> [INFORMATION GIVEN]:
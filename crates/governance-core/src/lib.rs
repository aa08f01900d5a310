//! Domain model for parameter governance: parameters, suggestions, votes,
//! comments, policies and the history ledger, plus the pure decision logic
//! (policy gating in [`policy`], tallying and resolution rules in [`tally`]).
//!
//! Storage and orchestration live in the `governance-store-sqlite` and
//! `governance-engine` crates; nothing here performs I/O.

use std::collections::BTreeSet;
use std::fmt::{Display, Formatter};
use std::str::FromStr;

use serde::{Deserialize, Serialize};
use serde_json::Value;
use time::{Duration, OffsetDateTime, UtcOffset};
use ulid::Ulid;

pub mod policy;
pub mod tally;

pub use policy::{evaluate_policies, PolicyEvaluation, PolicyVerdict, PredicateEvaluator, SuggestionDraft};
pub use tally::{Decision, MajorityWithQuorum, RejectionReason, ResolutionRule, Supermajority, Tally};

pub const MAX_ACTOR_LEN: usize = 128;
pub const MAX_VALUE_LEN: usize = 4096;
pub const MAX_TEXT_LEN: usize = 4000;

pub const REASON_POLICY_BLOCKED: &str = "policy-blocked";
pub const REASON_WITHDRAWN: &str = "withdrawn";
pub const REASON_ADMIN_OVERRIDE: &str = "admin-override";
pub const REASON_REGISTERED: &str = "registered";
pub const REASON_REVIEW_ACCEPTED: &str = "review-accepted";
pub const REASON_REVIEW_REJECTED: &str = "review-rejected";

#[derive(Debug, Clone, thiserror::Error, Eq, PartialEq)]
pub enum GovernanceError {
    #[error("unknown parameter: {0}")]
    UnknownParameter(String),
    #[error("suggestion not found: {0}")]
    SuggestionNotFound(SuggestionId),
    #[error("suggestion {0} is closed")]
    SuggestionClosed(SuggestionId),
    #[error("invalid vote choice: {0:?} (expected affirm, reject or abstain)")]
    InvalidChoice(String),
    #[error("actor {actor:?} is not authorized to {action}")]
    Unauthorized { actor: String, action: String },
    #[error("concurrent close conflict on suggestion {0}")]
    ConcurrentCloseConflict(SuggestionId),
    #[error("policy not found: {0}")]
    PolicyNotFound(PolicyId),
    #[error("history record not found: {0}")]
    HistoryRecordNotFound(RecordId),
    #[error("parameter already exists: {0}")]
    ParameterExists(String),
    #[error("parameter {0} is not open to suggestions")]
    ParameterNotEditable(String),
    #[error("invalid value for parameter {parameter_id}: {message}")]
    InvalidValue {
        parameter_id: String,
        message: String,
    },
    #[error("validation error: {0}")]
    Validation(String),
    #[error("configuration error: {0}")]
    Configuration(String),
    #[error("storage error: {0}")]
    Storage(String),
}

impl GovernanceError {
    /// Stable machine-readable error code for CLI and HTTP payloads.
    #[must_use]
    pub fn kind(&self) -> &'static str {
        match self {
            Self::UnknownParameter(_) => "unknown_parameter",
            Self::SuggestionNotFound(_) => "suggestion_not_found",
            Self::SuggestionClosed(_) => "suggestion_closed",
            Self::InvalidChoice(_) => "invalid_choice",
            Self::Unauthorized { .. } => "unauthorized",
            Self::ConcurrentCloseConflict(_) => "concurrent_close_conflict",
            Self::PolicyNotFound(_) => "policy_not_found",
            Self::HistoryRecordNotFound(_) => "history_record_not_found",
            Self::ParameterExists(_) => "parameter_exists",
            Self::ParameterNotEditable(_) => "parameter_not_editable",
            Self::InvalidValue { .. } => "invalid_value",
            Self::Validation(_) => "validation_error",
            Self::Configuration(_) => "configuration_error",
            Self::Storage(_) => "storage_error",
        }
    }

    #[must_use]
    pub fn unauthorized(actor: &str, action: &str) -> Self {
        Self::Unauthorized {
            actor: actor.to_string(),
            action: action.to_string(),
        }
    }
}

macro_rules! ulid_id {
    ($name:ident) => {
        #[derive(
            Debug, Clone, Copy, Serialize, Deserialize, Eq, PartialEq, Ord, PartialOrd, Hash,
        )]
        #[serde(transparent)]
        pub struct $name(pub Ulid);

        impl $name {
            #[must_use]
            pub fn new() -> Self {
                Self(Ulid::new())
            }
        }

        impl Default for $name {
            fn default() -> Self {
                Self::new()
            }
        }

        impl Display for $name {
            fn fmt(&self, f: &mut Formatter<'_>) -> std::fmt::Result {
                write!(f, "{}", self.0)
            }
        }

        impl FromStr for $name {
            type Err = GovernanceError;

            fn from_str(value: &str) -> Result<Self, Self::Err> {
                Ulid::from_string(value).map(Self).map_err(|err| {
                    GovernanceError::Validation(format!(
                        "invalid {} ULID {value:?}: {err}",
                        stringify!($name)
                    ))
                })
            }
        }
    };
}

ulid_id!(SuggestionId);
ulid_id!(PolicyId);
ulid_id!(CommentId);
ulid_id!(RecordId);

/// What caused a parameter change: a governed suggestion or an
/// administrative write that bypassed voting.
#[derive(Debug, Clone, Copy, Serialize, Deserialize, Eq, PartialEq, Ord, PartialOrd, Hash)]
#[serde(into = "String", try_from = "String")]
pub enum SubjectRef {
    Suggestion(SuggestionId),
    AdminOverride(Ulid),
}

impl SubjectRef {
    #[must_use]
    pub fn new_admin_override() -> Self {
        Self::AdminOverride(Ulid::new())
    }

    #[must_use]
    pub fn suggestion_id(self) -> Option<SuggestionId> {
        match self {
            Self::Suggestion(id) => Some(id),
            Self::AdminOverride(_) => None,
        }
    }

    /// Parses `suggestion:<ulid>` or `admin:<ulid>`.
    ///
    /// # Errors
    /// Returns [`GovernanceError::Validation`] for any other shape.
    pub fn parse(raw: &str) -> Result<Self, GovernanceError> {
        let invalid =
            || GovernanceError::Validation(format!("invalid subject reference: {raw:?}"));
        let (prefix, id) = raw.split_once(':').ok_or_else(invalid)?;
        let ulid = Ulid::from_string(id).map_err(|_| invalid())?;
        match prefix {
            "suggestion" => Ok(Self::Suggestion(SuggestionId(ulid))),
            "admin" => Ok(Self::AdminOverride(ulid)),
            _ => Err(invalid()),
        }
    }
}

impl Display for SubjectRef {
    fn fmt(&self, f: &mut Formatter<'_>) -> std::fmt::Result {
        match self {
            Self::Suggestion(id) => write!(f, "suggestion:{id}"),
            Self::AdminOverride(id) => write!(f, "admin:{id}"),
        }
    }
}

impl From<SubjectRef> for String {
    fn from(value: SubjectRef) -> Self {
        value.to_string()
    }
}

impl TryFrom<String> for SubjectRef {
    type Error = GovernanceError;

    fn try_from(value: String) -> Result<Self, Self::Error> {
        Self::parse(&value)
    }
}

#[derive(Debug, Clone, Copy, Serialize, Deserialize, Eq, PartialEq, Ord, PartialOrd, Hash)]
#[serde(rename_all = "snake_case")]
pub enum ValueType {
    Boolean,
    Integer,
    String,
    List,
}

impl ValueType {
    #[must_use]
    pub fn as_str(self) -> &'static str {
        match self {
            Self::Boolean => "boolean",
            Self::Integer => "integer",
            Self::String => "string",
            Self::List => "list",
        }
    }

    #[must_use]
    pub fn parse(value: &str) -> Option<Self> {
        match value {
            "boolean" => Some(Self::Boolean),
            "integer" => Some(Self::Integer),
            "string" => Some(Self::String),
            "list" => Some(Self::List),
            _ => None,
        }
    }
}

#[derive(Debug, Clone, Serialize, Deserialize, PartialEq, Eq)]
pub struct ConfigParameter {
    pub parameter_id: String,
    pub name: String,
    pub value: String,
    pub value_type: ValueType,
    pub min_value: Option<i64>,
    pub max_value: Option<i64>,
    pub editable: bool,
    pub description: String,
    pub last_modified_at: OffsetDateTime,
    pub last_modified_by: SubjectRef,
}

impl ConfigParameter {
    /// Checks a candidate value against this parameter's type and bounds.
    ///
    /// # Errors
    /// Returns [`GovernanceError::InvalidValue`] when the value does not fit.
    pub fn validate_value(&self, value: &str) -> Result<(), GovernanceError> {
        check_value(
            &self.parameter_id,
            self.value_type,
            self.min_value,
            self.max_value,
            value,
        )
    }
}

/// Input for registering a new governed parameter.
#[derive(Debug, Clone, Serialize, Deserialize, PartialEq, Eq)]
pub struct ParameterDefinition {
    pub parameter_id: String,
    pub name: String,
    pub value: String,
    pub value_type: ValueType,
    #[serde(default)]
    pub min_value: Option<i64>,
    #[serde(default)]
    pub max_value: Option<i64>,
    #[serde(default = "default_editable")]
    pub editable: bool,
    #[serde(default)]
    pub description: String,
}

fn default_editable() -> bool {
    true
}

impl ParameterDefinition {
    /// Validates identifiers, bounds and the initial value.
    ///
    /// # Errors
    /// Returns [`GovernanceError::Validation`] or
    /// [`GovernanceError::InvalidValue`] describing the first violation.
    pub fn validate(&self) -> Result<(), GovernanceError> {
        validate_parameter_id(&self.parameter_id)?;

        if self.name.trim().is_empty() {
            return Err(GovernanceError::Validation(
                "parameter name MUST be provided".to_string(),
            ));
        }

        if let (Some(min), Some(max)) = (self.min_value, self.max_value) {
            if min > max {
                return Err(GovernanceError::Validation(format!(
                    "min_value {min} exceeds max_value {max}"
                )));
            }
        }

        if self.value_type != ValueType::Integer
            && (self.min_value.is_some() || self.max_value.is_some())
        {
            return Err(GovernanceError::Validation(
                "min_value/max_value only apply to integer parameters".to_string(),
            ));
        }

        check_value(
            &self.parameter_id,
            self.value_type,
            self.min_value,
            self.max_value,
            &self.value,
        )
    }
}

> [DIRECTIONS]:
Both the first line of the data above and the line with "pub const REASON_ADMIN_OVERRIDE: &str" must be included; please return exactly those lines and the ones between them.

> [RESULT BELOW]:
filename crates/governance-core/src/lib.rs
repository aa08f01900d5a310
//! Domain model for parameter governance: parameters, suggestions, votes,
//! comments, policies and the history ledger, plus the pure decision logic
//! (policy gating in [`policy`], tallying and resolution rules in [`tally`]).
//!
//! Storage and orchestration live in the `governance-store-sqlite` and
//! `governance-engine` crates; nothing here performs I/O.

use std::collections::BTreeSet;
use std::fmt::{Display, Formatter};
use std::str::FromStr;

use serde::{Deserialize, Serialize};
use serde_json::Value;
use time::{Duration, OffsetDateTime, UtcOffset};
use ulid::Ulid;

pub mod policy;
pub mod tally;

pub use policy::{evaluate_policies, PolicyEvaluation, PolicyVerdict, PredicateEvaluator, SuggestionDraft};
pub use tally::{Decision, MajorityWithQuorum, RejectionReason, ResolutionRule, Supermajority, Tally};

pub const MAX_ACTOR_LEN: usize = 128;
pub const MAX_VALUE_LEN: usize = 4096;
pub const MAX_TEXT_LEN: usize = 4000;

pub const REASON_POLICY_BLOCKED: &str = "policy-blocked";
pub const REASON_WITHDRAWN: &str = "withdrawn";
pub const REASON_ADMIN_OVERRIDE: &str = "admin-override";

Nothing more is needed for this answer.